In machine learning a very common technique to use as a training algorithm (in NN) is the gradient descent rule. I understand that it is an iterative process of increasing each of the weights based on the partial derivative. Why could we not simply take partial derivative of all weights, set up set of linear equations, and solve them?

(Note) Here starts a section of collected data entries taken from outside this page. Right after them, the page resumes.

//! Binary envelope encoding for configuration bundles.
//!
//! ## Wire Format
//! All multi-byte integers are big-endian.
//! ```text
//! magic           4 bytes  b"CPB1"
//! format version  u8       currently 1
//! kind            u8       1 = single document, 2 = full bundle
//!
//! document record:
//!   key tag       u8       1 = hysteria2_node1, 2 = hysteria2_node2, 3 = socks5
//!   payload len   u32
//!   payload       JSON bytes (ConfigPayload)
//!
//! full bundle body:
//!   doc count     u8, then document records
//!   node count    u8, then: node tag u8, enabled u8, remark len u16, remark
//!   cert count    u8, then: slot tag u8, path len u16, path
//! ```
//! Any truncation, unknown tag, or trailing bytes fails the whole parse.

use bytes::{Buf, BufMut, Bytes, BytesMut};

use crate::certs::CertSlot;
use crate::config::schema::{ConfigKey, ConfigPayload};
use crate::error::{Error, Result};
use crate::orchestrator::{NodeId, NodeRecord};
use crate::store::ConfigDocument;

use super::{CertRef, DocumentDraft, FullBundleDraft};

const MAGIC: &[u8; 4] = b"CPB1";
const FORMAT_VERSION: u8 = 1;
const KIND_SINGLE: u8 = 1;
const KIND_FULL: u8 = 2;

/// Upper bound on any length field; matches the import upload cap.
const MAX_SECTION_BYTES: usize = 2 * 1024 * 1024;

/// Serialize one document (current payload, version omitted).
pub fn encode_single(doc: &ConfigDocument) -> Result<Bytes> {
    let mut buf = BytesMut::new();
    put_header(&mut buf, KIND_SINGLE);
    put_document(&mut buf, doc.key, &doc.payload)?;
    Ok(buf.freeze())
}

/// Serialize every document plus node enablement and certificate
/// references into one bundle.
pub fn encode_full(
    documents: &[ConfigDocument],
    nodes: &[NodeRecord],
    cert_refs: &[CertRef],
) -> Result<Bytes> {
    let mut buf = BytesMut::new();
    put_header(&mut buf, KIND_FULL);

    buf.put_u8(documents.len() as u8);
    for doc in documents {
        put_document(&mut buf, doc.key, &doc.payload)?;
    }

    buf.put_u8(nodes.len() as u8);
    for record in nodes {
        buf.put_u8(node_tag(record.node));
        buf.put_u8(record.enabled as u8);
        put_string16(&mut buf, "remark", &record.remark)?;
    }

    buf.put_u8(cert_refs.len() as u8);
    for cert in cert_refs {
        buf.put_u8(slot_tag(cert.slot));
        put_string16(&mut buf, "cert path", &cert.path)?;
    }

    Ok(buf.freeze())
}

/// Parse a single-document bundle.
pub fn decode_single(bytes: &[u8]) -> Result<DocumentDraft> {
    let mut buf = bytes;
    take_header(&mut buf, KIND_SINGLE)?;
    let draft = take_document(&mut buf)?;
    expect_end(buf)?;
    Ok(draft)
}

/// Parse a full bundle, document by document.
pub fn decode_full(bytes: &[u8]) -> Result<FullBundleDraft> {
    let mut buf = bytes;
    take_header(&mut buf, KIND_FULL)?;

    let doc_count = take_u8(&mut buf, "document count")?;
    let mut documents = Vec::with_capacity(doc_count as usize);
    for _ in 0..doc_count {
        documents.push(take_document(&mut buf)?);
    }

    let node_count = take_u8(&mut buf, "node count")?;
    let mut nodes = Vec::with_capacity(node_count as usize);
    for _ in 0..node_count {
        let node = node_from_tag(take_u8(&mut buf, "node tag")?)?;
        let enabled = match take_u8(&mut buf, "node enabled flag")? {
            0 => false,
            1 => true,
            other => {
                return Err(Error::MalformedBundle(format!(
                    "enabled flag must be 0 or 1, got {other}"
                )))
            }
        };
        let remark = take_string16(&mut buf, "node remark")?;
        nodes.push(NodeRecord {
            node,
            enabled,
            remark,
        });
    }

    let cert_count = take_u8(&mut buf, "certificate count")?;
    let mut cert_refs = Vec::with_capacity(cert_count as usize);
    for _ in 0..cert_count {
        let slot = slot_from_tag(take_u8(&mut buf, "certificate slot tag")?)?;
        let path = take_string16(&mut buf, "certificate path")?;
        cert_refs.push(CertRef { slot, path });
    }

    expect_end(buf)?;
    Ok(FullBundleDraft {
        documents,
        nodes,
        cert_refs,
    })
}

fn put_header(buf: &mut BytesMut, kind: u8) {
    buf.put_slice(MAGIC);
    buf.put_u8(FORMAT_VERSION);
    buf.put_u8(kind);
}

fn put_document(buf: &mut BytesMut, key: ConfigKey, payload: &ConfigPayload) -> Result<()> {
    let body = serde_json::to_vec(payload)
        .map_err(|e| Error::Persistence(format!("encode payload: {e}")))?;
    buf.put_u8(key_tag(key));
    buf.put_u32(body.len() as u32);
    buf.put_slice(&body);
    Ok(())
}

/// Write a u16-length-prefixed string, refusing values the length field
/// cannot represent; a wrapped length would encode a bundle that can
/// never be decoded.
fn put_string16(buf: &mut BytesMut, what: &str, value: &str) -> Result<()> {
    if value.len() > u16::MAX as usize {
        return Err(Error::validation(
            what,
            format!("{} bytes does not fit a bundle record", value.len()),
        ));
    }
    buf.put_u16(value.len() as u16);
    buf.put_slice(value.as_bytes());
    Ok(())
}

fn take_header(buf: &mut &[u8], expected_kind: u8) -> Result<()> {
    if buf.remaining() < MAGIC.len() {
        return Err(Error::MalformedBundle("truncated before magic".into()));
    }
    if &buf[..MAGIC.len()] != MAGIC {
        return Err(Error::MalformedBundle("unknown format magic".into()));
    }
    buf.advance(MAGIC.len());

    let version = take_u8(buf, "format version")?;
    if version != FORMAT_VERSION {
        return Err(Error::MalformedBundle(format!(
            "unsupported format version {version}"
        )));
    }

    let kind = take_u8(buf, "bundle kind")?;
    if kind != expected_kind {
        return Err(Error::MalformedBundle(format!(
            "wrong bundle kind: expected {expected_kind}, got {kind}"
        )));
    }
    Ok(())
}

fn take_document(buf: &mut &[u8]) -> Result<DocumentDraft> {
    let key = key_from_tag(take_u8(buf, "document key tag")?)?;
    let len = take_u32(buf, "payload length")? as usize;
    if len > MAX_SECTION_BYTES {
        return Err(Error::MalformedBundle(format!(
            "payload length {len} exceeds limit"
        )));
    }
    if buf.remaining() < len {
        return Err(Error::MalformedBundle("truncated payload".into()));
    }
    let payload: ConfigPayload = serde_json::from_slice(&buf[..len])
        .map_err(|e| Error::MalformedBundle(format!("payload for {key}: {e}")))?;
    buf.advance(len);

    if !payload.matches_key(key) {
        return Err(Error::MalformedBundle(format!(
            "payload shape does not match key {key}"
        )));
    }
    Ok(DocumentDraft { key, payload })
}

fn take_u8(buf: &mut &[u8], what: &str) -> Result<u8> {
    if !buf.has_remaining() {
        return Err(Error::MalformedBundle(format!("truncated at {what}")));
    }
    Ok(buf.get_u8())
}

fn take_u32(buf: &mut &[u8], what: &str) -> Result<u32> {
    if buf.remaining() < 4 {
        return Err(Error::MalformedBundle(format!("truncated at {what}")));
    }
    Ok(buf.get_u32())
}

fn take_string16(buf: &mut &[u8], what: &str) -> Result<String> {
    if buf.remaining() < 2 {
        return Err(Error::MalformedBundle(format!("truncated at {what}")));
    }
    let len = buf.get_u16() as usize;
    if buf.remaining() < len {
        return Err(Error::MalformedBundle(format!("truncated at {what}")));
    }
    let s = std::str::from_utf8(&buf[..len])
        .map_err(|_| Error::MalformedBundle(format!("{what} is not UTF-8")))?
        .to_string();
    buf.advance(len);
    Ok(s)
}

fn expect_end(buf: &[u8]) -> Result<()> {
    if buf.has_remaining() {
        return Err(Error::MalformedBundle(format!(
            "{} trailing bytes after bundle",
            buf.remaining()
        )));
    }
    Ok(())
}

fn key_tag(key: ConfigKey) -> u8 {
    match key {
        ConfigKey::Hysteria2Node1 => 1,
        ConfigKey::Hysteria2Node2 => 2,
        ConfigKey::Socks5 => 3,
    }
}

fn key_from_tag(tag: u8) -> Result<ConfigKey> {
    match tag {
        1 => Ok(ConfigKey::Hysteria2Node1),
        2 => Ok(ConfigKey::Hysteria2Node2),
        3 => Ok(ConfigKey::Socks5),
        other => Err(Error::MalformedBundle(format!("unknown key tag {other}"))),
    }
}

fn node_tag(node: NodeId) -> u8 {
    match node {
        NodeId::Node1 => 1,
        NodeId::Node2 => 2,
    }
}

fn node_from_tag(tag: u8) -> Result<NodeId> {
    match tag {
        1 => Ok(NodeId::Node1),
        2 => Ok(NodeId::Node2),
        other => Err(Error::MalformedBundle(format!("unknown node tag {other}"))),
    }
}

fn slot_tag(slot: CertSlot) -> u8 {
    match slot {
        CertSlot::Certificate => 1,
        CertSlot::PrivateKey => 2,
    }
}

fn slot_from_tag(tag: u8) -> Result<CertSlot> {
    match tag {
        1 => Ok(CertSlot::Certificate),
        2 => Ok(CertSlot::PrivateKey),
        other => Err(Error::MalformedBundle(format!("unknown slot tag {other}"))),
    }
}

Is it the computational cost?

• my bad... spelling was not an issue, but funny comment indeed :) – Bober02 May 6 '12 at 10:53
• I'm even not sure that usage of gradient descend method is legal for such non-linear-system (cascading of linear and steps functions) from math point of view math.stackexchange.com/questions/1580425/… – bruziuz Dec 17 '15 at 23:07

If you do that you'll get a non-linear rather than a linear equation.

This is a common strategy for solving some optimization problems, but then that leads to finding a root of a nonlinear system of equations. This can be done using Newton's method (and generalizations), but this will generally involve dense matrix computations.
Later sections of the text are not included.